*** Opening of EXERCISE INPUTS ***

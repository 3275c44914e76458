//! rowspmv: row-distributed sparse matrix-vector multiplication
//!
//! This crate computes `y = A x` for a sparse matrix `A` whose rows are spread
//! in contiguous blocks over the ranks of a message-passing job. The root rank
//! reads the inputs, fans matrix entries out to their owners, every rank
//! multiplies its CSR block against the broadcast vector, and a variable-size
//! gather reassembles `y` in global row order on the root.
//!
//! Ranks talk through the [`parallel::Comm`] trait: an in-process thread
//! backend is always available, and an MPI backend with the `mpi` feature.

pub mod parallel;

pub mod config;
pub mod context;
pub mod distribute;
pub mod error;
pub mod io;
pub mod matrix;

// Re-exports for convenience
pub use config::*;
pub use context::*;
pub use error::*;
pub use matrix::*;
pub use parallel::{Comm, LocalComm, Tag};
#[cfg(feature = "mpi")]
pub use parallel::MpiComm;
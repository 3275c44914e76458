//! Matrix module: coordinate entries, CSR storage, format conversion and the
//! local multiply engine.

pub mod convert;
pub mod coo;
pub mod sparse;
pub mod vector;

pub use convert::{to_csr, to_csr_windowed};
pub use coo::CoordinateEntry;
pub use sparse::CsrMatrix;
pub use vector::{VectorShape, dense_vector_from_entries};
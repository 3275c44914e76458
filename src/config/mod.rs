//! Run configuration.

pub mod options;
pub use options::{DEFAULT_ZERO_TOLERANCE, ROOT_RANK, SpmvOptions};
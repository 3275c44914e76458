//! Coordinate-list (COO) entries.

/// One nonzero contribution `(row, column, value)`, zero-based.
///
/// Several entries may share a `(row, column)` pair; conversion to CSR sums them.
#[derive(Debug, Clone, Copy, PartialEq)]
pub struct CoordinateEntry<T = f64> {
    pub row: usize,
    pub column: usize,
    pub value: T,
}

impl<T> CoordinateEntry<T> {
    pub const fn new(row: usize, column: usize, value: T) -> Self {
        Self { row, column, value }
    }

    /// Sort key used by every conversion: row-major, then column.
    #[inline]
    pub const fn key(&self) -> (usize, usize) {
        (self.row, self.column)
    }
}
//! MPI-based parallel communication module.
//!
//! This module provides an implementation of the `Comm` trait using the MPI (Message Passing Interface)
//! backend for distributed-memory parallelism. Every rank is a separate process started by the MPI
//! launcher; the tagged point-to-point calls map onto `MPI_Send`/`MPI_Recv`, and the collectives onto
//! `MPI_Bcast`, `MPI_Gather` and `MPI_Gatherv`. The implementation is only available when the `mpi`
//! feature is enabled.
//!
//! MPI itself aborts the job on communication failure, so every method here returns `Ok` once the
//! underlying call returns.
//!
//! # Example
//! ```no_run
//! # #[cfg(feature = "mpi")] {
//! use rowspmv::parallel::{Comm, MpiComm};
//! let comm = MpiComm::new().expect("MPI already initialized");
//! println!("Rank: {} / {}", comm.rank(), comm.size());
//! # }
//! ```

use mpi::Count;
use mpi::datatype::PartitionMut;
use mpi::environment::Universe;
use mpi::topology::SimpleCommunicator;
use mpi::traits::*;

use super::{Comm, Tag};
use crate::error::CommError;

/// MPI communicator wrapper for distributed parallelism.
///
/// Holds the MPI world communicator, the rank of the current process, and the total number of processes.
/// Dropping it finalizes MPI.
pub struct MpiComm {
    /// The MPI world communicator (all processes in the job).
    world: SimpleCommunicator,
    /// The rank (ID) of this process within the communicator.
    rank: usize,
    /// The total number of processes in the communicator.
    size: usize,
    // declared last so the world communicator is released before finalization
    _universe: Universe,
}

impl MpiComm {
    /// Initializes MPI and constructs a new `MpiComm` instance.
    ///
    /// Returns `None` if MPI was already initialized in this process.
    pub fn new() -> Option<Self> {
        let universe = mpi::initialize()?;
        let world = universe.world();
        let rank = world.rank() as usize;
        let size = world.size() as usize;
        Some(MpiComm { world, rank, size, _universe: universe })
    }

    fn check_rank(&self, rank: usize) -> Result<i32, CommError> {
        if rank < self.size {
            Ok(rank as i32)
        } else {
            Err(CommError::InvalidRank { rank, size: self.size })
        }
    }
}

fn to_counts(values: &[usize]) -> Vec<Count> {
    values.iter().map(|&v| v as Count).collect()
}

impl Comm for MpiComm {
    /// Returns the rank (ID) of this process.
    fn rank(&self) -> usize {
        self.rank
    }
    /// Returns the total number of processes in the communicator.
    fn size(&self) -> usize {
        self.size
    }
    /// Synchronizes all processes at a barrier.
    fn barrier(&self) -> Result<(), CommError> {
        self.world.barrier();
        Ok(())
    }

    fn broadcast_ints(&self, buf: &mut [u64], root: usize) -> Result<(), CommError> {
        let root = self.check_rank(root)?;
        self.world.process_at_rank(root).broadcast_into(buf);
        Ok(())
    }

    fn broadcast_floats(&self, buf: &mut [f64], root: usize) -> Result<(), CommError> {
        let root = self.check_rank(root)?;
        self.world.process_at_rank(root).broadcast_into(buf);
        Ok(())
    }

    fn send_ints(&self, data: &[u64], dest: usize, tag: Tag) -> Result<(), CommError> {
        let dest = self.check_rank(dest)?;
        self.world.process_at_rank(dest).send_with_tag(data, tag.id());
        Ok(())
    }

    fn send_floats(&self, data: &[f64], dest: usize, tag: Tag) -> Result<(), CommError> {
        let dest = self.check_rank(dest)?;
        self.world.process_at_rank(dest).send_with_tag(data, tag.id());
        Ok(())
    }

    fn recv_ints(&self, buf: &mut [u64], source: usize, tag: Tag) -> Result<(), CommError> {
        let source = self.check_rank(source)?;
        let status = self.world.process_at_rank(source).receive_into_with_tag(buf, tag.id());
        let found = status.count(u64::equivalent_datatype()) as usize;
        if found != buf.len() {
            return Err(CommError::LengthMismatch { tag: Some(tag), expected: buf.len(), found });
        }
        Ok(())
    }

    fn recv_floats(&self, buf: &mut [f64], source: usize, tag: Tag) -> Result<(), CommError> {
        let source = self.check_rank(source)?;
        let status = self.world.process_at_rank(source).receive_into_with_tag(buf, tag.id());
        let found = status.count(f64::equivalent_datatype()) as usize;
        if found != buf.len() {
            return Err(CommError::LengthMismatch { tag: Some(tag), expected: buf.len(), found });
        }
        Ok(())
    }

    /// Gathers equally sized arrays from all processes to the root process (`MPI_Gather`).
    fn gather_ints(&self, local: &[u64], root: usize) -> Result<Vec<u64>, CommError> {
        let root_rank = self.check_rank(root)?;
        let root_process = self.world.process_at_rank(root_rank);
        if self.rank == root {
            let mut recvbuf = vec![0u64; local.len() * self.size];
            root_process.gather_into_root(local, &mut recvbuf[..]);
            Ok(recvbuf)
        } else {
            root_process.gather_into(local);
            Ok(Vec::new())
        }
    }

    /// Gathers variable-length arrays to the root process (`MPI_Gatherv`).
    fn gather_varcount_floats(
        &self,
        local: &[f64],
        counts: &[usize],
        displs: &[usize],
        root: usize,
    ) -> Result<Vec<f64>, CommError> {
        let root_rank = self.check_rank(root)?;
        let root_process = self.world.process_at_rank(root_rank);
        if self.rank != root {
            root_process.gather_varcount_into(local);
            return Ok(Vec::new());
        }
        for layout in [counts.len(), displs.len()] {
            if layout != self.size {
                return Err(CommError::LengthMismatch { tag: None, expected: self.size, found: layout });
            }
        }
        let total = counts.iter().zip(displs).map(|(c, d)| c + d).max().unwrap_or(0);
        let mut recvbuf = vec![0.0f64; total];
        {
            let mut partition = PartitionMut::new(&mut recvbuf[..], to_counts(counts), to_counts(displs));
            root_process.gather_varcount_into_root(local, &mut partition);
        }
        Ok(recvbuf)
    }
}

*** Close of EXERCISE INPUTS ***

• [TASK STATEMENT]: Retype the material word for word. Add nothing to it.

• [YOUR RESPONSE]:
repository 3275c44914e76458
//! rowspmv: row-distributed sparse matrix-vector multiplication
//!
//! This crate computes `y = A x` for a sparse matrix `A` whose rows are spread
//! in contiguous blocks over the ranks of a message-passing job. The root rank
//! reads the inputs, fans matrix entries out to their owners, every rank
//! multiplies its CSR block against the broadcast vector, and a variable-size
//! gather reassembles `y` in global row order on the root.
//!
//! Ranks talk through the [`parallel::Comm`] trait: an in-process thread
//! backend is always available, and an MPI backend with the `mpi` feature.

pub mod parallel;

pub mod config;
pub mod context;
pub mod distribute;
pub mod error;
pub mod io;
pub mod matrix;

// Re-exports for convenience
pub use config::*;
pub use context::*;
pub use error::*;
pub use matrix::*;
pub use parallel::{Comm, LocalComm, Tag};
#[cfg(feature = "mpi")]
pub use parallel::MpiComm;
repository 3275c44914e76458
//! Matrix module: coordinate entries, CSR storage, format conversion and the
//! local multiply engine.

pub mod convert;
pub mod coo;
pub mod sparse;
pub mod vector;

pub use convert::{to_csr, to_csr_windowed};
pub use coo::CoordinateEntry;
pub use sparse::CsrMatrix;
pub use vector::{VectorShape, dense_vector_from_entries};
repository 3275c44914e76458
filename src/config/mod.rs
//! Run configuration.

pub mod options;
pub use options::{DEFAULT_ZERO_TOLERANCE, ROOT_RANK, SpmvOptions};
repository 3275c44914e76458
//! Coordinate-list (COO) entries.

/// One nonzero contribution `(row, column, value)`, zero-based.
///
/// Several entries may share a `(row, column)` pair; conversion to CSR sums them.
#[derive(Debug, Clone, Copy, PartialEq)]
pub struct CoordinateEntry<T = f64> {
    pub row: usize,
    pub column: usize,
    pub value: T,
}

impl<T> CoordinateEntry<T> {
    pub const fn new(row: usize, column: usize, value: T) -> Self {
        Self { row, column, value }
    }

    /// Sort key used by every conversion: row-major, then column.
    #[inline]
    pub const fn key(&self) -> (usize, usize) {
        (self.row, self.column)
    }
}
//! MPI-based parallel communication module.
//!
//! This module provides an implementation of the `Comm` trait using the MPI (Message Passing Interface)
//! backend for distributed-memory parallelism. Every rank is a separate process started by the MPI
//! launcher; the tagged point-to-point calls map onto `MPI_Send`/`MPI_Recv`, and the collectives onto
//! `MPI_Bcast`, `MPI_Gather` and `MPI_Gatherv`. The implementation is only available when the `mpi`
//! feature is enabled.
//!
//! MPI itself aborts the job on communication failure, so every method here returns `Ok` once the
//! underlying call returns.
//!
//! # Example
//! ```no_run
//! # #[cfg(feature = "mpi")] {
//! use rowspmv::parallel::{Comm, MpiComm};
//! let comm = MpiComm::new().expect("MPI already initialized");
//! println!("Rank: {} / {}", comm.rank(), comm.size());
//! # }
//! ```

use mpi::Count;
use mpi::datatype::PartitionMut;
use mpi::environment::Universe;
use mpi::topology::SimpleCommunicator;
use mpi::traits::*;

use super::{Comm, Tag};
use crate::error::CommError;

/// MPI communicator wrapper for distributed parallelism.
///
/// Holds the MPI world communicator, the rank of the current process, and the total number of processes.
/// Dropping it finalizes MPI.
pub struct MpiComm {
    /// The MPI world communicator (all processes in the job).
    world: SimpleCommunicator,
    /// The rank (ID) of this process within the communicator.
    rank: usize,
    /// The total number of processes in the communicator.
    size: usize,
    // declared last so the world communicator is released before finalization
    _universe: Universe,
}

impl MpiComm {
    /// Initializes MPI and constructs a new `MpiComm` instance.
    ///
    /// Returns `None` if MPI was already initialized in this process.
    pub fn new() -> Option<Self> {
        let universe = mpi::initialize()?;
        let world = universe.world();
        let rank = world.rank() as usize;
        let size = world.size() as usize;
        Some(MpiComm { world, rank, size, _universe: universe })
    }

    fn check_rank(&self, rank: usize) -> Result<i32, CommError> {
        if rank < self.size {
            Ok(rank as i32)
        } else {
            Err(CommError::InvalidRank { rank, size: self.size })
        }
    }
}

fn to_counts(values: &[usize]) -> Vec<Count> {
    values.iter().map(|&v| v as Count).collect()
}

impl Comm for MpiComm {
    /// Returns the rank (ID) of this process.
    fn rank(&self) -> usize {
        self.rank
    }
    /// Returns the total number of processes in the communicator.
    fn size(&self) -> usize {
        self.size
    }
    /// Synchronizes all processes at a barrier.
    fn barrier(&self) -> Result<(), CommError> {
        self.world.barrier();
        Ok(())
    }

    fn broadcast_ints(&self, buf: &mut [u64], root: usize) -> Result<(), CommError> {
        let root = self.check_rank(root)?;
        self.world.process_at_rank(root).broadcast_into(buf);
        Ok(())
    }

    fn broadcast_floats(&self, buf: &mut [f64], root: usize) -> Result<(), CommError> {
        let root = self.check_rank(root)?;
        self.world.process_at_rank(root).broadcast_into(buf);
        Ok(())
    }

    fn send_ints(&self, data: &[u64], dest: usize, tag: Tag) -> Result<(), CommError> {
        let dest = self.check_rank(dest)?;
        self.world.process_at_rank(dest).send_with_tag(data, tag.id());
        Ok(())
    }

    fn send_floats(&self, data: &[f64], dest: usize, tag: Tag) -> Result<(), CommError> {
        let dest = self.check_rank(dest)?;
        self.world.process_at_rank(dest).send_with_tag(data, tag.id());
        Ok(())
    }

    fn recv_ints(&self, buf: &mut [u64], source: usize, tag: Tag) -> Result<(), CommError> {
        let source = self.check_rank(source)?;
        let status = self.world.process_at_rank(source).receive_into_with_tag(buf, tag.id());
        let found = status.count(u64::equivalent_datatype()) as usize;
        if found != buf.len() {
            return Err(CommError::LengthMismatch { tag: Some(tag), expected: buf.len(), found });
        }
        Ok(())
    }

    fn recv_floats(&self, buf: &mut [f64], source: usize, tag: Tag) -> Result<(), CommError> {
        let source = self.check_rank(source)?;
        let status = self.world.process_at_rank(source).receive_into_with_tag(buf, tag.id());
        let found = status.count(f64::equivalent_datatype()) as usize;
        if found != buf.len() {
            return Err(CommError::LengthMismatch { tag: Some(tag), expected: buf.len(), found });
        }
        Ok(())
    }

    /// Gathers equally sized arrays from all processes to the root process (`MPI_Gather`).
    fn gather_ints(&self, local: &[u64], root: usize) -> Result<Vec<u64>, CommError> {
        let root_rank = self.check_rank(root)?;
        let root_process = self.world.process_at_rank(root_rank);
        if self.rank == root {
            let mut recvbuf = vec![0u64; local.len() * self.size];
            root_process.gather_into_root(local, &mut recvbuf[..]);
            Ok(recvbuf)
        } else {
            root_process.gather_into(local);
            Ok(Vec::new())
        }
    }

    /// Gathers variable-length arrays to the root process (`MPI_Gatherv`).
    fn gather_varcount_floats(
        &self,
        local: &[f64],
        counts: &[usize],
        displs: &[usize],
        root: usize,
    ) -> Result<Vec<f64>, CommError> {
        let root_rank = self.check_rank(root)?;
        let root_process = self.world.process_at_rank(root_rank);
        if self.rank != root {
            root_process.gather_varcount_into(local);
            return Ok(Vec::new());
        }
        for layout in [counts.len(), displs.len()] {
            if layout != self.size {
                return Err(CommError::LengthMismatch { tag: None, expected: self.size, found: layout });
            }
        }
        let total = counts.iter().zip(displs).map(|(c, d)| c + d).max().unwrap_or(0);
        let mut recvbuf = vec![0.0f64; total];
        {
            let mut partition = PartitionMut::new(&mut recvbuf[..], to_counts(counts), to_counts(displs));
            root_process.gather_varcount_into_root(local, &mut partition);
        }
        Ok(recvbuf)
    }
}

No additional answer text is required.